The Atlantic explains that X-ray diffraction/crystallography "remains a workable, and powerful, technique for visualizing DNA strands. But crystallography creates its own kind of rendering: It's a technology whose imaging power relies on diffracted light. When we look at those now-iconic images of the double helix... we're not seeing the DNA itself so much as we're seeing x-rays deflected from its atoms. "
But now for the first time, scientists in a new paper published in the journal Nanoletters, have succeeded in capturing actual photographs of DNA. According to Discovery News, Enzo di Fabrizio, researcher at the University of Genoa, Italy, has developed a technique that stretches out strands of DNA between silicone pillars, and then photographs them using an electron microscope.

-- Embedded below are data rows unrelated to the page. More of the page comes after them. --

//! Language-level globals every script sees: `console`, `Math`, `JSON`,
//! `Promise`, the `Error` family, conversions and timers.

use std::{cell::Cell, rc::Rc, time::Duration};

use serde::Serialize;

use crate::{
	interpreter::{ConsoleLevel, Interpreter, WeakInterpreter, syntax_error, type_error},
	value::{Callable, Constructor, Value},
};

pub fn install(interpreter: &Interpreter) {
	use Value::*;

	let globals = interpreter.globals();

	globals.define("undefined", Undefined);
	globals.define("NaN", Number(f64::NAN));
	globals.define("Infinity", Number(f64::INFINITY));

	// ---- console ----
	let console_method = |name: &'static str, level: ConsoleLevel| {
		let weak = interpreter.downgrade();
		(
			name,
			Value::native(name, move |_, args| {
				let text = args.iter().map(Value::inspect).collect::<Vec<_>>().join(" ");
				if let Some(interpreter) = weak.upgrade() {
					interpreter.push_console(level, text);
				}
				Ok(Undefined)
			}),
		)
	};
	globals.define(
		"console",
		Value::instance(
			"console",
			[
				console_method("log", ConsoleLevel::Log),
				console_method("info", ConsoleLevel::Info),
				console_method("warn", ConsoleLevel::Warn),
				console_method("error", ConsoleLevel::Error),
				console_method("debug", ConsoleLevel::Debug),
			],
		),
	);

	// ---- Math ----
	let unary = |name: &'static str, f: fn(f64) -> f64| {
		(name, Value::native(name, move |_, args| Ok(Number(f(number_arg(&args, 0))))))
	};
	// Deterministic so level runs are reproducible.
	let seed = Rc::new(Cell::new(0x2545_F491_4F6C_DD1D_u64));
	globals.define(
		"Math",
		Value::instance(
			"Math",
			[
				("PI", Number(std::f64::consts::PI)),
				("E", Number(std::f64::consts::E)),
				unary("floor", f64::floor),
				unary("ceil", f64::ceil),
				unary("abs", f64::abs),
				unary("sqrt", f64::sqrt),
				unary("trunc", f64::trunc),
				unary("round", |x| (x + 0.5).floor()),
				unary("sign", |x| if x == 0.0 || x.is_nan() { x } else { x.signum() }),
				(
					"pow",
					Value::native("pow", |_, args| Ok(Number(number_arg(&args, 0).powf(number_arg(&args, 1))))),
				),
				(
					"min",
					Value::native("min", |_, args| {
						Ok(Number(args.iter().map(Value::to_number).fold(f64::INFINITY, |a, b| {
							if a.is_nan() || b.is_nan() { f64::NAN } else { a.min(b) }
						})))
					}),
				),
				(
					"max",
					Value::native("max", |_, args| {
						Ok(Number(args.iter().map(Value::to_number).fold(f64::NEG_INFINITY, |a, b| {
							if a.is_nan() || b.is_nan() { f64::NAN } else { a.max(b) }
						})))
					}),
				),
				(
					"random",
					Value::native("random", move |_, _| {
						let mut x = seed.get();
						x ^= x << 13;
						x ^= x >> 7;
						x ^= x << 17;
						seed.set(x);
						Ok(Number((x >> 11) as f64 / (1u64 << 53) as f64))
					}),
				),
			],
		),
	);

	// ---- JSON ----
	globals.define(
		"JSON",
		Value::instance(
			"JSON",
			[
				("stringify", Value::native("stringify", |_, args| json_stringify(&args))),
				(
					"parse",
					Value::native("parse", |_, args| {
						let text = args.first().map(Value::to_display_string).unwrap_or_default();
						serde_json::from_str::<serde_json::Value>(&text)
							.map(|json| Value::from_json(&json))
							.map_err(|e| syntax_error(format!("Unexpected token in JSON at line {} column {}", e.line(), e.column())))
					}),
				),
			],
		),
	);

	// ---- Object / Array ----
	globals.define(
		"Object",
		Value::instance(
			"Object",
			[
				("keys", Value::native("keys", |_, args| Ok(Value::array(entries(&args).into_iter().map(|(k, _)| Str(k)).collect())))),
				("values", Value::native("values", |_, args| Ok(Value::array(entries(&args).into_iter().map(|(_, v)| v).collect())))),
				(
					"entries",
					Value::native("entries", |_, args| {
						Ok(Value::array(
							entries(&args).into_iter().map(|(k, v)| Value::array(vec![Str(k), v])).collect(),
						))
					}),
				),
				(
					"assign",
					Value::native("assign", |_, args| {
						let target = args.first().cloned().unwrap_or(Undefined);
						let Object(object) = &target else {
							return Err(type_error("Cannot convert undefined or null to object"));
						};
						for source in &args[1..] {
							for (key, value) in entries(std::slice::from_ref(source)) {
								object.borrow_mut().properties.insert(key, value);
							}
						}
						Ok(target)
					}),
				),
				("freeze", Value::native("freeze", |_, args| Ok(args.into_iter().next().unwrap_or(Undefined)))),
			],
		),
	);
	globals.define(
		"Array",
		Value::instance(
			"Array",
			[
				("isArray", Value::native("isArray", |_, args| Ok(Bool(matches!(args.first(), Some(Array(_))))))),
				(
					"from",
					Value::native("from", |_, args| {
						Ok(Value::array(match args.first() {
							Some(Array(items)) => items.borrow().clone(),
							Some(Str(s)) => s.chars().map(|c| Str(c.to_string())).collect(),
							_ => Vec::new(),
						}))
					}),
				),
			],
		),
	);

	// ---- conversions ----
	globals.define("Number", Value::native("Number", |_, args| Ok(Number(args.first().map_or(0.0, Value::to_number)))));
	globals.define(
		"String",
		Value::native("String", |_, args| Ok(Str(args.first().map(Value::to_display_string).unwrap_or_default()))),
	);
	globals.define("Boolean", Value::native("Boolean", |_, args| Ok(Bool(args.first().is_some_and(Value::truthy)))));
	globals.define("isNaN", Value::native("isNaN", |_, args| Ok(Bool(number_arg(&args, 0).is_nan()))));
	globals.define("parseFloat", Value::native("parseFloat", |_, args| Ok(Number(parse_float(&string_arg(&args))))));
	globals.define(
		"parseInt",
		Value::native("parseInt", |_, args| {
			let radix = args.get(1).map(Value::to_number).filter(|r| *r >= 2.0 && *r <= 36.0).map_or(10, |r| r as u32);
			Ok(Number(parse_int(&string_arg(&args), radix)))
		}),
	);

	// ---- constructors ----
	globals.define("Promise", Function(Rc::new(Callable::Constructor(Constructor::Promise))));
	for kind in ["Error", "TypeError", "RangeError", "SyntaxError", "ReferenceError"] {
		globals.define(kind, Function(Rc::new(Callable::Constructor(Constructor::Error(kind)))));
	}

	// ---- timers ----
	let weak = interpreter.downgrade();
	globals.define(
		"setTimeout",
		Value::native("setTimeout", move |_, mut args| set_timeout(&weak, &mut args)),
	);
	let weak = interpreter.downgrade();
	globals.define(
		"clearTimeout",
		Value::native("clearTimeout", move |_, args| {
			if let (Some(interpreter), Some(Number(id))) = (weak.upgrade(), args.first()) {
				interpreter.clear_timer(*id as u32);
			}
			Ok(Undefined)
		}),
	);
}

fn set_timeout(weak: &WeakInterpreter, args: &mut Vec<Value>) -> Result<Value, Value> {
	let Some(interpreter) = weak.upgrade() else {
		return Ok(Value::Undefined);
	};
	if args.is_empty() {
		return Err(type_error("The \"callback\" argument must be of type function. Received undefined"));
	}
	let callback = args.remove(0);
	if !matches!(callback, Value::Function(_)) {
		return Err(type_error(format!(
			"The \"callback\" argument must be of type function. Received {}",
			callback.inspect()
		)));
	}
	let delay = if args.is_empty() { 0.0 } else { args.remove(0).to_number() };
	let delay = if delay.is_finite() && delay > 0.0 { Duration::from_millis(delay as u64) } else { Duration::ZERO };
	let id = interpreter.schedule_timer(callback, delay, std::mem::take(args));
	Ok(Value::Number(id as f64))
}

fn number_arg(args: &[Value], index: usize) -> f64 {
	args.get(index).map_or(f64::NAN, Value::to_number)
}

fn string_arg(args: &[Value]) -> String {
	args.first().map(Value::to_display_string).unwrap_or_default()
}

/// Enumerable own entries, as `Object.entries` sees them.
fn entries(args: &[Value]) -> Vec<(String, Value)> {
	match args.first() {
		Some(Value::Object(object)) => object
			.borrow()
			.properties
			.iter()
			.map(|(k, v)| (k.clone(), v.clone()))
			.collect(),
		Some(Value::Array(items)) => items
			.borrow()
			.iter()
			.enumerate()
			.map(|(i, v)| (i.to_string(), v.clone()))
			.collect(),
		Some(Value::Str(s)) => s.chars().enumerate().map(|(i, c)| (i.to_string(), Value::Str(c.to_string()))).collect(),
		_ => Vec::new(),
	}
}

fn json_stringify(args: &[Value]) -> Result<Value, Value> {
	let Some(json) = args.first().and_then(Value::to_json) else {
		return Ok(Value::Undefined);
	};
	let indent = match args.get(2) {
		Some(Value::Number(n)) if *n >= 1.0 => " ".repeat((*n as usize).min(10)),
		Some(Value::Str(s)) => s.chars().take(10).collect(),
		_ => String::new(),
	};
	if indent.is_empty() {
		return Ok(Value::Str(json.to_string()));
	}
	let mut out = Vec::new();
	let formatter = serde_json::ser::PrettyFormatter::with_indent(indent.as_bytes());
	let mut serializer = serde_json::Serializer::with_formatter(&mut out, formatter);
	json.serialize(&mut serializer)
		.map_err(|e| type_error(format!("Converting to JSON failed: {e}")))?;
	Ok(Value::Str(String::from_utf8_lossy(&out).into_owned()))
}

fn parse_float(text: &str) -> f64 {
	let text = text.trim_start();
	let starts_numeric = text
		.chars()
		.next()
		.is_some_and(|c| c.is_ascii_digit() || matches!(c, '.' | '+' | '-'));
	if !starts_numeric {
		return f64::NAN;
	}
	(1..=text.len())
		.rev()
		.filter(|end| text.is_char_boundary(*end))
		.find_map(|end| text[..end].parse::<f64>().ok())
		.unwrap_or(f64::NAN)
}

fn parse_int(text: &str, radix: u32) -> f64 {
	let text = text.trim();
	let (negative, digits) = match text.strip_prefix('-') {
		Some(rest) => (true, rest),
		None => (false, text.strip_prefix('+').unwrap_or(text)),
	};
	let digits = if radix == 16 {
		digits.strip_prefix("0x").or_else(|| digits.strip_prefix("0X")).unwrap_or(digits)
	} else {
		digits
	};
	let prefix: String = digits.chars().take_while(|c| c.is_digit(radix)).collect();
	if prefix.is_empty() {
		return f64::NAN;
	}
	let value = prefix
		.chars()
		.filter_map(|c| c.to_digit(radix))
		.fold(0.0, |acc, d| acc * radix as f64 + d as f64);
	if negative { -value } else { value }
}

#[cfg(test)]
mod tests {
	use super::*;

	#[test]
	fn parse_int_and_float_take_numeric_prefixes() {
		assert_eq!(parse_int("42px", 10), 42.0);
		assert_eq!(parse_int("-0x1f", 16), -31.0);
		assert!(parse_int("abc", 10).is_nan());
		assert_eq!(parse_float("3.25 apples"), 3.25);
		assert!(parse_float("inf").is_nan());
	}

	#[test]
	fn stringify_honours_indent() {
		let value = Value::object([("a", Value::Number(1.0))]);
		assert_eq!(json_stringify(&[value.clone()]), Ok(Value::string(r#"{"a":1}"#)));
		assert_eq!(
			json_stringify(&[value, Value::Undefined, Value::Number(2.0)]),
			Ok(Value::string("{\n  \"a\": 1\n}"))
		);
		assert_eq!(json_stringify(&[Value::Undefined]), Ok(Value::Undefined));
	}

	#[test]
	fn object_entries_cover_arrays_and_objects() {
		let keys: Vec<String> = entries(&[Value::array(vec![Value::Null, Value::Null])]).into_iter().map(|(k, _)| k).collect();
		assert_eq!(keys, ["0", "1"]);
	}
}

The image below shows a thread of DNA suspended on a bed of nanoscopic silicon pillars using a process developed by Enzo di Fabrizio and his team. According to the New Scientist, the researchers recovered strands of DNA from a dilute solution using water-repellent silicon nanopillars that cause moisture to evaporate quickly leaving dry strands, much like you may spread out mushy material to dry in the sun. They drilled nano-holes at the base of the beds and though the holes passed beams of electrons that captured reasonably high resolution images of the DNA thread.
Enzo di Fabrizio et al
Photo of the DNA thread stretched between nanopillars
The New Scientist explains that the technique was used to capture the image of seven strands of DNA wrapped in a "cord" because the electrons emitted by the microscope were too powerful to be used to capture an image of a single DNA strand without destroying it in the process.
Enzo di Fabrizio et al.
Visible DNA cockscrews
The Huffignton Post reports that Di Fabrizio has suggested that the technical difficulties encountered in capturing the image of a single DNA strand could possibly be solved by using a lower-power electron microscope. He said: "With improved sample preparation and better imaging resolution, we could directly observe DNA at the level of single bases."
The team has published the results of their work in the journal Nanoletters. New Scientists says the new technique "represents a significant step forward for nanobiology and all the fields connected to it, giving scientists a new way to understand DNA. Particularly when it comes to its structure."
The authors wrote: "Direct imaging becomes important when the knowledge at few/single molecule level is requested and where the diffraction does not allow to get structural and functional information."
Scientists are excited at the development because further refinement will allow them to literally watch proteins, RNA and other biomolecules interact with DNA.